From the entries that follow, work out how many lines contain "CalcError". Write the number only.

Extracted entries =
────────────────────

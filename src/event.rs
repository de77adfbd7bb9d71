//! Structural and state-change events.
//!
//! Every mutation of a fit publishes exactly one event. Delivery is
//! synchronous and in publication order: all subscribed services have
//! processed the event before the mutating call returns. There is no
//! deferred or batched delivery.

use crate::ident::ItemId;
use crate::state::State;

/// A structural or state change within a fit.
#[derive(Debug, Clone, PartialEq, Eq)]
pub enum Event {
    /// An item joined the fit. The item is already in the store when the
    /// event is delivered.
    ItemAdded(ItemId),
    /// An item is about to leave the fit. The item is still in the store
    /// while the event is delivered, so services can resolve what it was
    /// affecting.
    ItemRemoved(ItemId),
    /// An item's activation state changed.
    StateChanged { item: ItemId, old: State, new: State },
    /// Activability, force mode or chance outcome changed for one or more
    /// of the item's effects.
    EffectsChanged(ItemId),
    /// The backing catalog was swapped; template identities may have
    /// changed entirely.
    SourceChanged,
}

/// Discriminant of [`Event`], used for subscription bookkeeping.
#[derive(Debug, Clone, Copy, PartialEq, Eq, Hash)]
pub enum EventKind {
    ItemAdded,
    ItemRemoved,
    StateChanged,
    EffectsChanged,
    SourceChanged,
}

impl Event {
    pub fn kind(&self) -> EventKind {
        match self {
            Event::ItemAdded(_) => EventKind::ItemAdded,
            Event::ItemRemoved(_) => EventKind::ItemRemoved,
            Event::StateChanged { .. } => EventKind::StateChanged,
            Event::EffectsChanged(_) => EventKind::EffectsChanged,
            Event::SourceChanged => EventKind::SourceChanged,
        }
    }
}
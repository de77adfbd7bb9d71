//! The fit: a composition of items.
//!
//! [`Fit`] owns every item attached to it, the calculation service and
//! the chance-roll source. Its membership methods are the only entry
//! points that mutate calculator state, and each one publishes exactly
//! one event, delivered synchronously before the call returns. There is
//! no ambient global state: everything a computation needs travels
//! through the fit or the view it hands out.

use crate::affection::Affector;
use crate::calc::CalculationService;
use crate::catalog::AttributeCatalog;
use crate::effect::EffectMode;
use crate::error::{CalcError, FitError};
use crate::event::Event;
use crate::ident::{AttrId, EffectId, ItemId, TypeId};
use crate::item::{EffectState, Item, Slot};
use crate::modifier::Domain;
use crate::state::State;
use log::debug;
use rand::rngs::StdRng;
use rand::{Rng, SeedableRng};
use std::collections::HashMap;
use std::sync::Arc;

/// Read-only view over fit contents, handed to services during event
/// delivery and evaluation.
#[derive(Clone, Copy)]
pub struct FitView<'a> {
    pub catalog: &'a dyn AttributeCatalog,
    pub items: &'a HashMap<ItemId, Item>,
    pub ship: Option<ItemId>,
    pub character: Option<ItemId>,
}

impl<'a> FitView<'a> {
    pub fn item(&self, id: ItemId) -> Option<&'a Item> {
        self.items.get(&id)
    }

    pub fn items(&self) -> impl Iterator<Item = &'a Item> + 'a {
        self.items.values()
    }

    /// Items placed in a domain. Roots are not members of their own
    /// domain; they are reached through the item filter.
    pub fn domain_members(&self, domain: Domain) -> impl Iterator<Item = &'a Item> + 'a {
        self.items
            .values()
            .filter(move |it| it.slot.parent_domain() == Some(domain))
    }

    /// The companion item: a module's loaded charge or a charge's module.
    pub fn companion_of(&self, item: ItemId) -> Option<ItemId> {
        let it = self.item(item)?;
        match it.slot {
            Slot::Charge(parent) => Some(parent),
            _ => it.charge,
        }
    }

    /// Whether the given effect currently runs on the given item.
    pub fn effect_running(&self, item: ItemId, effect: EffectId) -> bool {
        let Some(it) = self.item(item) else {
            return false;
        };
        self.catalog
            .effects(it.type_id)
            .iter()
            .find(|e| e.id == effect)
            .is_some_and(|def| it.effect_runs(def))
    }
}

/// A composition of items with calculated attributes.
///
/// # Examples
///
/// ```rust
/// use std::sync::Arc;
/// use fitcalc::*;
///
/// let mut catalog = StaticCatalog::new();
/// catalog.add_attr(AttrDef { id: AttrId(1), stackable: true });
/// catalog.add_type(TypeDef {
///     id: TypeId(10),
///     attrs: [(AttrId(1), 100.0)].into(),
///     ..Default::default()
/// });
///
/// let mut fit = Fit::new(Arc::new(catalog));
/// let ship = fit.attach(TypeId(10), Slot::Ship).unwrap();
///
/// // No modifiers: the computed value is the base value.
/// assert_eq!(fit.value_of(ship, AttrId(1)).unwrap(), 100.0);
///
/// // Undefined attributes are absent, not zero.
/// assert!(matches!(
///     fit.value_of(ship, AttrId(2)),
///     Err(CalcError::NoValue { .. })
/// ));
/// ```
pub struct Fit {
    catalog: Arc<dyn AttributeCatalog>,
    items: HashMap<ItemId, Item>,
    ship: Option<ItemId>,
    character: Option<ItemId>,
    next_item: u32,
    rng: StdRng,
    calc: CalculationService,
}

impl Fit {
    /// Create an empty fit reading from the given catalog.
    pub fn new(catalog: Arc<dyn AttributeCatalog>) -> Self {
        Self::with_rng(catalog, StdRng::from_os_rng())
    }

    /// Create an empty fit with a deterministic chance-roll source.
    pub fn with_seed(catalog: Arc<dyn AttributeCatalog>, seed: u64) -> Self {
        Self::with_rng(catalog, StdRng::seed_from_u64(seed))
    }

    fn with_rng(catalog: Arc<dyn AttributeCatalog>, rng: StdRng) -> Self {
        Self {
            catalog,
            items: HashMap::new(),
            ship: None,
            character: None,
            next_item: 1,
            rng,
            calc: CalculationService::new(),
        }
    }

    fn publish(&mut self, event: Event) {
        let view = FitView {
            catalog: self.catalog.as_ref(),
            items: &self.items,
            ship: self.ship,
            character: self.character,
        };
        self.calc.notify(&view, &event);
    }

    /// Attach a new item at the given slot.
    ///
    /// Structural misuse (occupied hull slot, charge into a non-module)
    /// is rejected before any mutation.
    pub fn attach(&mut self, type_id: TypeId, slot: Slot) -> Result<ItemId, FitError> {
        match slot {
            Slot::Ship => {
                if let Some(existing) = self.ship {
                    return Err(FitError::SlotOccupied(existing));
                }
            }
            Slot::Character => {
                if let Some(existing) = self.character {
                    return Err(FitError::SlotOccupied(existing));
                }
            }
            Slot::Charge(parent) => {
                let Some(parent_item) = self.items.get(&parent) else {
                    return Err(FitError::ItemNotFound(parent));
                };
                if !parent_item.slot.is_module() {
                    return Err(FitError::InvalidChargeParent(parent));
                }
                if let Some(loaded) = parent_item.charge {
                    return Err(FitError::SlotOccupied(loaded));
                }
            }
            _ => {}
        }
        let id = ItemId(self.next_item);
        self.next_item += 1;
        self.items.insert(id, Item::new(id, type_id, slot));
        match slot {
            Slot::Ship => self.ship = Some(id),
            Slot::Character => self.character = Some(id),
            Slot::Charge(parent) => {
                if let Some(module) = self.items.get_mut(&parent) {
                    module.charge = Some(id);
                }
            }
            _ => {}
        }
        self.publish(Event::ItemAdded(id));
        Ok(id)
    }

    /// Detach an item, destroying it. A module takes its loaded charge
    /// with it.
    pub fn detach(&mut self, item: ItemId) -> Result<(), FitError> {
        let Some(it) = self.items.get(&item) else {
            return Err(FitError::ItemNotFound(item));
        };
        let slot = it.slot;
        if let Some(charge) = it.charge {
            self.remove_item(charge);
            if let Some(module) = self.items.get_mut(&item) {
                module.charge = None;
            }
        }
        self.remove_item(item);
        match slot {
            Slot::Ship => self.ship = None,
            Slot::Character => self.character = None,
            Slot::Charge(parent) => {
                if let Some(module) = self.items.get_mut(&parent) {
                    module.charge = None;
                }
            }
            _ => {}
        }
        Ok(())
    }

    /// Publish the removal while the item is still resolvable, then drop
    /// it from the store.
    fn remove_item(&mut self, item: ItemId) {
        self.publish(Event::ItemRemoved(item));
        self.items.remove(&item);
    }

    /// Change an item's activation state.
    pub fn set_state(&mut self, item: ItemId, state: State) -> Result<(), FitError> {
        let Some(it) = self.items.get_mut(&item) else {
            return Err(FitError::ItemNotFound(item));
        };
        let old = it.state;
        if old == state {
            return Ok(());
        }
        it.state = state;
        self.publish(Event::StateChanged {
            item,
            old,
            new: state,
        });
        Ok(())
    }

    /// Block or unblock one of the item's effects.
    pub fn set_effect_activability(
        &mut self,
        item: ItemId,
        effect: EffectId,
        activable: bool,
    ) -> Result<(), FitError> {
        self.update_effect_state(item, effect, |record| {
            if record.blocked != !activable {
                record.blocked = !activable;
                true
            } else {
                false
            }
        })
    }

    /// Force-run, force-stop or restore full compliance for an effect.
    pub fn set_effect_mode(
        &mut self,
        item: ItemId,
        effect: EffectId,
        mode: EffectMode,
    ) -> Result<(), FitError> {
        self.update_effect_state(item, effect, |record| {
            if record.mode != mode {
                record.mode = mode;
                true
            } else {
                false
            }
        })
    }

    fn update_effect_state(
        &mut self,
        item: ItemId,
        effect: EffectId,
        update: impl FnOnce(&mut EffectState) -> bool,
    ) -> Result<(), FitError> {
        let type_id = match self.items.get(&item) {
            Some(it) => it.type_id,
            None => return Err(FitError::ItemNotFound(item)),
        };
        if !self.catalog.effects(type_id).iter().any(|e| e.id == effect) {
            return Err(FitError::UnknownEffect { item, effect });
        }
        let Some(it) = self.items.get_mut(&item) else {
            return Err(FitError::ItemNotFound(item));
        };
        let record = it.effect_states.entry(effect).or_default();
        if update(record) {
            self.publish(Event::EffectsChanged(item));
        }
        Ok(())
    }

    /// Re-roll the activation outcome of the item's chance-based effects.
    ///
    /// Outcomes are stable between calls; attribute reads never roll.
    /// The activation probability is the computed value of the effect's
    /// chance attribute on the item itself.
    pub fn randomize_effects(&mut self, item: ItemId) -> Result<(), FitError> {
        if !self.items.contains_key(&item) {
            return Err(FitError::ItemNotFound(item));
        }
        let catalog = Arc::clone(&self.catalog);
        let type_id = match self.items.get(&item) {
            Some(it) => it.type_id,
            None => return Err(FitError::ItemNotFound(item)),
        };
        let chance_effects: Vec<(EffectId, AttrId)> = catalog
            .effects(type_id)
            .iter()
            .filter_map(|e| e.chance_attr.map(|attr| (e.id, attr)))
            .collect();
        let mut changed = false;
        for (effect, chance_attr) in chance_effects {
            let chance = match self.value_of(item, chance_attr) {
                Ok(value) => value,
                Err(_) => {
                    debug!(
                        "chance attribute {} undefined on item {}; effect {} stays accepted",
                        chance_attr, item, effect
                    );
                    continue;
                }
            };
            let accepted = self.rng.random::<f64>() < chance;
            if let Some(it) = self.items.get_mut(&item) {
                let record = it.effect_states.entry(effect).or_default();
                if record.chance_accepted != accepted {
                    record.chance_accepted = accepted;
                    changed = true;
                }
            }
        }
        if changed {
            self.publish(Event::EffectsChanged(item));
        }
        Ok(())
    }

    /// Swap the backing catalog. Template identities may have changed
    /// entirely, so the index and cache are rebuilt from scratch.
    pub fn set_catalog(&mut self, catalog: Arc<dyn AttributeCatalog>) {
        self.catalog = catalog;
        self.publish(Event::SourceChanged);
    }

    /// Computed value of an attribute on an item.
    ///
    /// The only externally visible effect of a read is memoization.
    pub fn value_of(&mut self, item: ItemId, attr: AttrId) -> Result<f64, CalcError> {
        let view = FitView {
            catalog: self.catalog.as_ref(),
            items: &self.items,
            ship: self.ship,
            character: self.character,
        };
        self.calc.value_of(&view, item, attr)
    }

    /// Affectors currently reaching an (item, attribute) pair.
    pub fn affectors_of(&self, item: ItemId, attr: AttrId) -> Vec<Affector> {
        let view = FitView {
            catalog: self.catalog.as_ref(),
            items: &self.items,
            ship: self.ship,
            character: self.character,
        };
        self.calc.affectors_of(&view, item, attr)
    }

    pub fn item(&self, id: ItemId) -> Option<&Item> {
        self.items.get(&id)
    }

    pub fn items(&self) -> impl Iterator<Item = &Item> {
        self.items.values()
    }

    pub fn ship(&self) -> Option<ItemId> {
        self.ship
    }

    pub fn character(&self) -> Option<ItemId> {
        self.character
    }

    pub fn state_of(&self, item: ItemId) -> Option<State> {
        self.items.get(&item).map(|it| it.state)
    }

    pub fn type_of(&self, item: ItemId) -> Option<TypeId> {
        self.items.get(&item).map(|it| it.type_id)
    }

    /// Read access to the calculation service, mostly for diagnostics.
    pub fn calc(&self) -> &CalculationService {
        &self.calc
    }
}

────────────────────

Written solution =
3